Exercise description:
Search the data below for the word "GenerationInput" and report how many lines contain it. Nothing but the number is needed.

Data supplied:
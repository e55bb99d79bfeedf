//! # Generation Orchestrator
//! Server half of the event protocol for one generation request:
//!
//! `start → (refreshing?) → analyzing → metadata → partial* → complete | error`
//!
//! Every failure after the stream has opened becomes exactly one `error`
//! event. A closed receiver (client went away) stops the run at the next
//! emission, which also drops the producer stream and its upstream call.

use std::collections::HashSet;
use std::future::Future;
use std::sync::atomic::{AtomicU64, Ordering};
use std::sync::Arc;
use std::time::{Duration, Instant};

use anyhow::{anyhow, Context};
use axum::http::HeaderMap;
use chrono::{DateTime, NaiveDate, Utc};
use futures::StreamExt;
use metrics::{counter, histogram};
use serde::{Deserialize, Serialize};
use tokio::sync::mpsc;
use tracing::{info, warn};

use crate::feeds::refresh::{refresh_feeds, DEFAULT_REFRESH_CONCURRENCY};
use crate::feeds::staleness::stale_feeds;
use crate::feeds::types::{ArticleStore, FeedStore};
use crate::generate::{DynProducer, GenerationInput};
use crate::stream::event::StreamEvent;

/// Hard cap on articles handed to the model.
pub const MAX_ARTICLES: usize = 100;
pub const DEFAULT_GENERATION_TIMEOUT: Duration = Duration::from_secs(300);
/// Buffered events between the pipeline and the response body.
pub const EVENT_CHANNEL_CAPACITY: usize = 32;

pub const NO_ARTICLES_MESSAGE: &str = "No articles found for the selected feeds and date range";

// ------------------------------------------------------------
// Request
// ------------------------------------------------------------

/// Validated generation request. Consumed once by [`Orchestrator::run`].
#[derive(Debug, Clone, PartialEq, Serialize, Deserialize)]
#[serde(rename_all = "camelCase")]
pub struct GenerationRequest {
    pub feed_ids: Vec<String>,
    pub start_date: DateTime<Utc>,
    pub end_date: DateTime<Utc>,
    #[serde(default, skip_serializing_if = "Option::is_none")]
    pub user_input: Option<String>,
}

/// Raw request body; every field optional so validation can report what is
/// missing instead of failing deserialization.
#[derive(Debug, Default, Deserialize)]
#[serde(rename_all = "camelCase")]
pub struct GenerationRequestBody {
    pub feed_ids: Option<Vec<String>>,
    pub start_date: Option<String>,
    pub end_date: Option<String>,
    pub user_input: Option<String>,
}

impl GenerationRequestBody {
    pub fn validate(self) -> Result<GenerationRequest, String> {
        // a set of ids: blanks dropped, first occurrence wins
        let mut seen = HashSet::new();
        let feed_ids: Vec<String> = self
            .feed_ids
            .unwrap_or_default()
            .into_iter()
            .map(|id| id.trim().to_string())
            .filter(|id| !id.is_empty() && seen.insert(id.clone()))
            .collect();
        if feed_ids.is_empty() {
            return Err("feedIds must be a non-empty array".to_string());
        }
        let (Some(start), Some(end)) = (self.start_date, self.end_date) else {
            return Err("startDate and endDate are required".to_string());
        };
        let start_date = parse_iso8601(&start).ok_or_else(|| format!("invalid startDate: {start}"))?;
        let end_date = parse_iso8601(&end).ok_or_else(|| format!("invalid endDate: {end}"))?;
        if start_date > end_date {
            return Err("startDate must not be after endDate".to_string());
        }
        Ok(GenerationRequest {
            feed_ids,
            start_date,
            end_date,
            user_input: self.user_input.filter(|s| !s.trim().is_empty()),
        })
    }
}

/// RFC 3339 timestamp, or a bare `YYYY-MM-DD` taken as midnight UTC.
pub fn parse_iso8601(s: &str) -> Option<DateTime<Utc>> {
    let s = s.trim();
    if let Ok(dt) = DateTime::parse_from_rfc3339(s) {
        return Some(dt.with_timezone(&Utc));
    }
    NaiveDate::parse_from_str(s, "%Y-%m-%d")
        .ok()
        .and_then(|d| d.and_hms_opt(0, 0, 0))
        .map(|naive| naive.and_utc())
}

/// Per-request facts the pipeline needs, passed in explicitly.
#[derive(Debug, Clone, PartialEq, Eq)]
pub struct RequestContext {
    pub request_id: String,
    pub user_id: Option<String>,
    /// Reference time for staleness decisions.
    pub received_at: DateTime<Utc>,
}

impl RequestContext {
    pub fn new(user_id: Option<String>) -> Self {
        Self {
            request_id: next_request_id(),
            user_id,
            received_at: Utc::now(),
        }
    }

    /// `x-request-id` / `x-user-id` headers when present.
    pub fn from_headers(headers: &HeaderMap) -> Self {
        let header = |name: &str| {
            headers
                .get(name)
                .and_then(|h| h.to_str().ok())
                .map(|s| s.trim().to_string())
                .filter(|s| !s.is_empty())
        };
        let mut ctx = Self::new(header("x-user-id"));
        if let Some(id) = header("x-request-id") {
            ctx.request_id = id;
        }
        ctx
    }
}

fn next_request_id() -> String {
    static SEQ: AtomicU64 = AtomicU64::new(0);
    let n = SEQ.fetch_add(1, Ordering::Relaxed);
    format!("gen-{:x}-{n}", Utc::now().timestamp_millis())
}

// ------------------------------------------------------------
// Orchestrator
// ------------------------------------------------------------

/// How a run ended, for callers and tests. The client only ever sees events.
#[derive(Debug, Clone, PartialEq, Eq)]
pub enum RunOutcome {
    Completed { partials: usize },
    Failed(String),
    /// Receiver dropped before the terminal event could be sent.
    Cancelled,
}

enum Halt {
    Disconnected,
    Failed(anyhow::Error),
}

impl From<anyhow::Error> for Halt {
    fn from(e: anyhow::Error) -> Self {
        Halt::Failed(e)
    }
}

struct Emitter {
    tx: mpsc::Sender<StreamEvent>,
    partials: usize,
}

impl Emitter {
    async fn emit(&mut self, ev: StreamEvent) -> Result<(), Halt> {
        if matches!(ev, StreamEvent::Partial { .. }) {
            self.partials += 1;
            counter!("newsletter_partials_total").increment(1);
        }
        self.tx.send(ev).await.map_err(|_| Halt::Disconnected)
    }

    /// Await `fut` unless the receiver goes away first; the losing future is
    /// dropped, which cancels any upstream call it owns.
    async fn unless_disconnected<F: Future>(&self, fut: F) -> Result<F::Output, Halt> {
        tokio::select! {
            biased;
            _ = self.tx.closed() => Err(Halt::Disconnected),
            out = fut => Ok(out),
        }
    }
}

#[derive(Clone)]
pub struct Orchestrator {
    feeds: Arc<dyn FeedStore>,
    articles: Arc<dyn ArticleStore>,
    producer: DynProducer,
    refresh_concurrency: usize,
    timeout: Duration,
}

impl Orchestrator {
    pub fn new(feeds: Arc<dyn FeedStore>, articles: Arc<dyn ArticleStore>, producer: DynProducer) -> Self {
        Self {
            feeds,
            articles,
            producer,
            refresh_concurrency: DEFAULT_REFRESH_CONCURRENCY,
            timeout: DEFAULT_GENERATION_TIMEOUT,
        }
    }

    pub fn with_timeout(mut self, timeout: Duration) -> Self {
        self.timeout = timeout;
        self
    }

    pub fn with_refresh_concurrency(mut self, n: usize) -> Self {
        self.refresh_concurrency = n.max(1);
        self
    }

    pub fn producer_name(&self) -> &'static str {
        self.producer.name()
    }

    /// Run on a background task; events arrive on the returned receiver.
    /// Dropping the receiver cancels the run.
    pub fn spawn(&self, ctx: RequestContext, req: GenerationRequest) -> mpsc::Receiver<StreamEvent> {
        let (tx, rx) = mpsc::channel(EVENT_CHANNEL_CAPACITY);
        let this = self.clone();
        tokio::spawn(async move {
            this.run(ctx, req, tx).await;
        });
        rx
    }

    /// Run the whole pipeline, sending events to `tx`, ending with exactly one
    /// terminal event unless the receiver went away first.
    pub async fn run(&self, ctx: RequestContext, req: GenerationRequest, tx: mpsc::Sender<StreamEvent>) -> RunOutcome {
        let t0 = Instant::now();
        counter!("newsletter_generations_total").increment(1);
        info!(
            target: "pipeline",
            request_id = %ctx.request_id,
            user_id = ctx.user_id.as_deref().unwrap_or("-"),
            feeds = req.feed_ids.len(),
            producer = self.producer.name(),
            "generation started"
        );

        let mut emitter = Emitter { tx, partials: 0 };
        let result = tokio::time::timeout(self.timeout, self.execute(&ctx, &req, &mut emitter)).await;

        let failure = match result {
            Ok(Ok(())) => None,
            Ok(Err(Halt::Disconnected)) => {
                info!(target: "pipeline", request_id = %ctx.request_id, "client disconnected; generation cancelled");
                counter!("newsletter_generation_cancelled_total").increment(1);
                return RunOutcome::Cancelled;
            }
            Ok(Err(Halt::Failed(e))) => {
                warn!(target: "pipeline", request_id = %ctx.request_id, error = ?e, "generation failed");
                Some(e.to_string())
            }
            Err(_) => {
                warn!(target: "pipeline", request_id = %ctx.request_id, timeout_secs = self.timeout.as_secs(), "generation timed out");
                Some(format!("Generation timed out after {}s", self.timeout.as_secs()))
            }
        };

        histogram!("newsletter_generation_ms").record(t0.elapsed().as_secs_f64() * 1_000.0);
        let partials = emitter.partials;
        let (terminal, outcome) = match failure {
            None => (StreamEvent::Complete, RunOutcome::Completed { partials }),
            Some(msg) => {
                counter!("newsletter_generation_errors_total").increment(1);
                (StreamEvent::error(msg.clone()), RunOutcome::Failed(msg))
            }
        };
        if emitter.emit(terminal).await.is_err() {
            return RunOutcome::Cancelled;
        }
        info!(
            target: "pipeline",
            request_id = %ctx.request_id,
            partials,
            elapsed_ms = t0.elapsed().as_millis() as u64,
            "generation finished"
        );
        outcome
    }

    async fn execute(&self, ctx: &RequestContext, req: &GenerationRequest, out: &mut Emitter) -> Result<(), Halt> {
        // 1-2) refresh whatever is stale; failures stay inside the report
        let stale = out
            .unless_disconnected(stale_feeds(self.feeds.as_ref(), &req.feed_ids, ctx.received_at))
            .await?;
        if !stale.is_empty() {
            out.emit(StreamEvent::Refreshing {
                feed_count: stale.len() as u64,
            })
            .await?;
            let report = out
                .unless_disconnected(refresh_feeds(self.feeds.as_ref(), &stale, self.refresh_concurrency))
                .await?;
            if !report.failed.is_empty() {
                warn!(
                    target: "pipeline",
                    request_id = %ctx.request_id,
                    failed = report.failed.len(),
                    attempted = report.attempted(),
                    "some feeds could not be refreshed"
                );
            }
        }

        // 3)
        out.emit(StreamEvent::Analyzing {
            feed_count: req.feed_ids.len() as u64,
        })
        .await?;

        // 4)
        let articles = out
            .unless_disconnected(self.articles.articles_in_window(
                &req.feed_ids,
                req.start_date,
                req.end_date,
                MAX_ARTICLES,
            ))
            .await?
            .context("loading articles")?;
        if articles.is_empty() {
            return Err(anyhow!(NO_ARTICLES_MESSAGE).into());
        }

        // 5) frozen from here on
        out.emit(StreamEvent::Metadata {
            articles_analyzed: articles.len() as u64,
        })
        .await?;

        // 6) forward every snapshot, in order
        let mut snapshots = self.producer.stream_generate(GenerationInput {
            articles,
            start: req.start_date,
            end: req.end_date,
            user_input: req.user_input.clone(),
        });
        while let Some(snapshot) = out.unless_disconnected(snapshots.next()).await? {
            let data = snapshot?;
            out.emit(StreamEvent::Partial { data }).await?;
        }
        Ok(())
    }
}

--

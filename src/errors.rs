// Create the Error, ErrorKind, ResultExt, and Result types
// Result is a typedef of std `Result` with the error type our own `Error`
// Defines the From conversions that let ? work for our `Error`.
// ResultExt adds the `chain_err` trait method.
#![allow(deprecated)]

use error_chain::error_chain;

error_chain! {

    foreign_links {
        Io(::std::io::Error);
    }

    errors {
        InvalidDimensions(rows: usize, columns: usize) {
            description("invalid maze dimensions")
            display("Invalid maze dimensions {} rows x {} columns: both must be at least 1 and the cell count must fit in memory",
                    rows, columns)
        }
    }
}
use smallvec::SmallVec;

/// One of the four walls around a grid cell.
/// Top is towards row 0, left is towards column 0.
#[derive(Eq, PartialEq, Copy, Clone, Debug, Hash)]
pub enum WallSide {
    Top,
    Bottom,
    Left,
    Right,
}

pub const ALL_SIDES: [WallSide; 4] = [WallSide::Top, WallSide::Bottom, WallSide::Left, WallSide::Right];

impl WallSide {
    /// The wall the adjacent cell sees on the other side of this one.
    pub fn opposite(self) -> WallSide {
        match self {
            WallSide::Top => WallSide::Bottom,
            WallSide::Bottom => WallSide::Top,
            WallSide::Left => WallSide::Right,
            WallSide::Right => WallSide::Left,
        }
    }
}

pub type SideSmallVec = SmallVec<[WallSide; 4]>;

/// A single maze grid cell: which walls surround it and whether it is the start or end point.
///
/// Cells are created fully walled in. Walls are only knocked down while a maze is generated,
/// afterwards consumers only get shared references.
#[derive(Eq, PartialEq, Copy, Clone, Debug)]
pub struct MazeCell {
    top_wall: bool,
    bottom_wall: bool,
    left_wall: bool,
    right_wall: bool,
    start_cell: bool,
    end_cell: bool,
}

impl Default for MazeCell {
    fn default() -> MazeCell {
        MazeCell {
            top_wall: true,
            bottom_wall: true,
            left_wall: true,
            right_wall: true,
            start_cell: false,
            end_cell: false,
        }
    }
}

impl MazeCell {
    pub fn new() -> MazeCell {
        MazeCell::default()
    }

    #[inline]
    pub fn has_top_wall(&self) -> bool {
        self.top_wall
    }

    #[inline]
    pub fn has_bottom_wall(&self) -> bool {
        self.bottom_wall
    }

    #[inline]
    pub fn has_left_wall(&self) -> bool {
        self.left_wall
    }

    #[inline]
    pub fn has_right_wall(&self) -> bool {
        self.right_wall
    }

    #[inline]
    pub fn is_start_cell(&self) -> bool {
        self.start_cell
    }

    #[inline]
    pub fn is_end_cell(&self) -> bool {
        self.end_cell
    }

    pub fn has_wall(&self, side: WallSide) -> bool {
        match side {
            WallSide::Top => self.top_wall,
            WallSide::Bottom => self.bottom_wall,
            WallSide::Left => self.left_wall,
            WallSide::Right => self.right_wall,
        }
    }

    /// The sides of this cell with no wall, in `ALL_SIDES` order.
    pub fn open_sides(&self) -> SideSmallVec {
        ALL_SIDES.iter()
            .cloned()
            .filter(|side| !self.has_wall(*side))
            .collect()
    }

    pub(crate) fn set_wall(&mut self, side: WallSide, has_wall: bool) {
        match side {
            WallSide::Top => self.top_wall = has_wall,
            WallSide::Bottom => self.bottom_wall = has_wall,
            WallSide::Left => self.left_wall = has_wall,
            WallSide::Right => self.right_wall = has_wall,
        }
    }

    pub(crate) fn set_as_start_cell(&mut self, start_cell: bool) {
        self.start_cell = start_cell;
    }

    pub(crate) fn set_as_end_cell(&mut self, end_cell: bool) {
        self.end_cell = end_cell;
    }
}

* * *

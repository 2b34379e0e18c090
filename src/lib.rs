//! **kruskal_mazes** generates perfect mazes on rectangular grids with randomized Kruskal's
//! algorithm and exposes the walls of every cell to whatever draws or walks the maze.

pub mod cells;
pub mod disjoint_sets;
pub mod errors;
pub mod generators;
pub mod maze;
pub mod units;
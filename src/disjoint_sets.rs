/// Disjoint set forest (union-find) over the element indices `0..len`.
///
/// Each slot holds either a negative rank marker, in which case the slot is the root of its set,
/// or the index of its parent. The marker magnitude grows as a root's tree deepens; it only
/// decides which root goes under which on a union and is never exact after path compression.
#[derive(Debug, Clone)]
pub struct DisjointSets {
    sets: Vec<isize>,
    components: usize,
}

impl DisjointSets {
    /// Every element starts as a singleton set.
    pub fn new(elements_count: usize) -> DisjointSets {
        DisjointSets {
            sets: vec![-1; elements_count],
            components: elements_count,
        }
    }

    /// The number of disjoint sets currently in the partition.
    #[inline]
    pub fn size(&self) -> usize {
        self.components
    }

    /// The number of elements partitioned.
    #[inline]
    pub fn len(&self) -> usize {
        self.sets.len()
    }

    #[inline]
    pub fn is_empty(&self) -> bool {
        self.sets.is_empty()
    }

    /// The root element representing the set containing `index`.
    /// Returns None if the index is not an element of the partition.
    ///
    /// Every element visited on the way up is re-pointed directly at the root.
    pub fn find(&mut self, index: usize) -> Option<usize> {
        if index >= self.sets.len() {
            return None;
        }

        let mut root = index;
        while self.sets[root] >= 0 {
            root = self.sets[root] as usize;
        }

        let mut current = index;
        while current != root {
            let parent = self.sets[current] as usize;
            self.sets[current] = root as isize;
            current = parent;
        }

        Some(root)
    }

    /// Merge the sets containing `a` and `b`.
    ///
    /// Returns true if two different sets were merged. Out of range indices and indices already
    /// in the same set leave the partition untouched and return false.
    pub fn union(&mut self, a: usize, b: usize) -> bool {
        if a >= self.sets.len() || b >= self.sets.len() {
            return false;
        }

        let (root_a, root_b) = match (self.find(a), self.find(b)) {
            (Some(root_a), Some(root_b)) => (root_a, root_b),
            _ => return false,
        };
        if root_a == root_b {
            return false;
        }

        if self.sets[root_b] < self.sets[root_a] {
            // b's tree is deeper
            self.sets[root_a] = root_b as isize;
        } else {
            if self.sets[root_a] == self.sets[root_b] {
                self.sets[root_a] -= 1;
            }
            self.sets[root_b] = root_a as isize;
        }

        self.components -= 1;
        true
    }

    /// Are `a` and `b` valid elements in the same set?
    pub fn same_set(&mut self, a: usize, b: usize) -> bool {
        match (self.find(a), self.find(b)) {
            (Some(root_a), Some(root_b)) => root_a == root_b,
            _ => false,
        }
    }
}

Problem solution:
2